Forschungsreise

Wichtig ist mir, diese bedingungslose, nachdrücklich unwissenschaftliche Wertschätzung des einzelnen Lebewesens und unserer Umwelt sichtbar zu machen.

19.12.2020

Nicole Schuck im Interview

Nimm uns mit auf eine Reise. Wie entstehen deine Zeichnungen? 

sich-einlassen

Im Zentrum meiner künstlerischen Auseinandersetzung stehen Wildtiere, natürliche und urbane Lebensräume, Fragen des Naturschutzes, Klimawandels und der Werteökonomie. Meine Arbeitsweise basiert auf dem Wechselspiel von Kunst und Wissenschaft, indem ich deren Schnittstellen und Überschneidungsflächen auslote und aus ihren unterschiedlichen Forschungs- und Erkenntnismöglichkeiten schöpfe. 

© Nicole Schuck, Foto: Beat Brodle

Die Grundlage meiner Zeichnungen und Erzählspaziergänge ist eine ausführliche Feldforschung: Ich trage vielfältigste Informationen zum jeweiligen Lebensraum von Tier und Mensch zusammen, durch Archivrecherche, Gespräche, Ortsbegehungen und Kooperationen mit Spezialisten wie Biolog*innen, Zoolog*innen, Naturschützer*innen, Philosoph*innen und Einheimischen. Diese wichtigen Bestandteile meiner Arbeit lassen ein erweitertes Verständnis für die Fauna und den gemeinsamen Lebensraum entstehen. In meinen Zeichnungen und Installationen transformieren jene zu eigenen Formen, aus denen wiederum neue Erfahrungsebenen erwachsen. 

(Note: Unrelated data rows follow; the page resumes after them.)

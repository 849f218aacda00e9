/// Module discovery and the id -> display name registry
///
/// Every subdirectory of the extraction output is one module, named
/// `<moduleName>_<moduleId>`. The id is whatever follows the last
/// underscore, so names may themselves contain underscores.
use crate::diagnostics::Diagnostic;
use indexmap::IndexMap;
use serde::{Deserialize, Serialize};
use std::fs;
use std::io;
use std::path::{Path, PathBuf};

#[derive(Debug, Clone, Serialize, Deserialize, PartialEq, Eq)]
pub struct ModuleDir {
    pub id: String,
    pub name: String,
    pub path: PathBuf,
}

/// Module id -> human-readable name
#[derive(Debug, Clone, Default, PartialEq, Eq)]
pub struct ModuleRegistry {
    names: IndexMap<String, String>,
}

impl ModuleRegistry {
    pub fn new() -> Self {
        Self::default()
    }

    /// Later registrations for the same id replace the name.
    pub fn register(&mut self, id: impl Into<String>, name: impl Into<String>) {
        self.names.insert(id.into(), name.into());
    }

    pub fn name_of(&self, id: &str) -> Option<&str> {
        self.names.get(id).map(String::as_str)
    }

    pub fn contains(&self, id: &str) -> bool {
        self.names.contains_key(id)
    }

    pub fn len(&self) -> usize {
        self.names.len()
    }

    pub fn is_empty(&self) -> bool {
        self.names.is_empty()
    }
}

impl<'a> FromIterator<&'a ModuleDir> for ModuleRegistry {
    fn from_iter<T: IntoIterator<Item = &'a ModuleDir>>(iter: T) -> Self {
        let mut registry = Self::new();
        for module in iter {
            registry.register(module.id.clone(), module.name.clone());
        }
        registry
    }
}

/// Split `<name>_<id>` at the last underscore.
pub fn split_module_dir_name(dir_name: &str) -> Option<(&str, &str)> {
    dir_name.rsplit_once('_')
}

#[derive(Debug, Clone, Default)]
pub struct ModuleScan {
    pub modules: Vec<ModuleDir>,
    pub diagnostics: Vec<Diagnostic>,
}

impl ModuleScan {
    pub fn registry(&self) -> ModuleRegistry {
        self.modules.iter().collect()
    }
}

#[derive(Debug, Default)]
pub struct ModuleScanner;

impl ModuleScanner {
    pub fn new() -> Self {
        Self
    }

    /// List module directories under `root`, sorted by directory name.
    /// Plain files are ignored; badly named directories are reported and skipped.
    pub fn scan(&self, root: &Path) -> Result<ModuleScan, io::Error> {
        let mut dirs = Vec::new();
        for entry in fs::read_dir(root)? {
            let entry = entry?;
            if entry.file_type()?.is_dir() {
                dirs.push(entry.path());
            }
        }
        dirs.sort();

        let mut scan = ModuleScan::default();
        for path in dirs {
            let dir_name = path
                .file_name()
                .map(|name| name.to_string_lossy().into_owned())
                .unwrap_or_default();

            match split_module_dir_name(&dir_name) {
                Some((name, id)) => {
                    log::debug!("discovered module {} ({})", id, name);
                    scan.modules.push(ModuleDir {
                        id: id.to_string(),
                        name: name.to_string(),
                        path: path.clone(),
                    });
                }
                None => {
                    log::warn!("{}: directory name is not <name>_<id>", dir_name);
                    scan.diagnostics.push(Diagnostic::malformed_module_dir(dir_name));
                }
            }
        }

        Ok(scan)
    }
}
/// Repository root discovery
///
/// The merge is usually run from a build output directory somewhere below
/// the repository, so the root is found by walking upward until a
/// directory containing the marker directory shows up.
use std::env;
use std::path::{Path, PathBuf};

/// Environment variable that short-circuits discovery
pub const ROOT_ENV_VAR: &str = "TM_MERGE_ROOT";

#[derive(Debug, Clone)]
pub struct RepoLocator {
    marker: String,
}

impl RepoLocator {
    pub fn new(marker: impl Into<String>) -> Self {
        Self {
            marker: marker.into(),
        }
    }

    /// Explicit path, then `TM_MERGE_ROOT`, then the executable's
    /// ancestors, then the working directory's ancestors.
    pub fn discover(&self, explicit: Option<&Path>) -> Option<PathBuf> {
        if let Some(path) = explicit {
            return Some(canonical(path));
        }

        if let Some(path) = self.env_override() {
            return Some(path);
        }

        if let Some(found) = env::current_exe()
            .ok()
            .and_then(|exe| exe.parent().map(Path::to_path_buf))
            .and_then(|dir| self.search_upward(&dir))
        {
            log::debug!("repository root found from executable: {}", found.display());
            return Some(found);
        }

        let cwd = env::current_dir().ok()?;
        log::debug!("searching for repository root from {}", cwd.display());
        self.search_upward(&cwd)
    }

    fn env_override(&self) -> Option<PathBuf> {
        env::var_os(ROOT_ENV_VAR)
            .filter(|value| !value.is_empty())
            .map(|value| canonical(Path::new(&value)))
    }

    /// First ancestor of `start` (inclusive) that contains the marker directory.
    pub fn search_upward(&self, start: &Path) -> Option<PathBuf> {
        start
            .ancestors()
            .find(|candidate| candidate.join(&self.marker).is_dir())
            .map(canonical)
    }
}

fn canonical(path: &Path) -> PathBuf {
    dunce::canonicalize(path).unwrap_or_else(|_| path.to_path_buf())
}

Indem ich mich primär mit Bleistiften und ihrer ganzen Palette von Grauwerten einem Tier und seinen Strukturen und Beziehungen nähere – oft über mehrere Wochen und Monate hinweg –, entstehen profunde Beziehungen und Kenntnisse, was wiederum zu einer großen Wertschätzung des Wildtieres als Individuum/Subjekt und für den gemeinsamen Lebensraum führt. Die Zeichnung spürt ihnen nach, geht individuell auf sie ein und hat keine systematischen Voraussetzungen – außer dem linear-prozessualen Sich-Einlassen auf jedes einzelne Tier und seine Bezüge. Wichtig ist mir hier, diese bedingungslose, nachdrücklich unwissenschaftliche Wertschätzung des einzelnen Lebewesens und unserer Umwelt sichtbar zu machen. Die Zeichnung erlaubt es damit, das an sich nicht Sichtbare zur Darstellung zu bringen. 

© Nicole Schuck, Detailfoto: Lutz Bertram

Wie bereitest du dich auf einen Erzählspaziergang vor?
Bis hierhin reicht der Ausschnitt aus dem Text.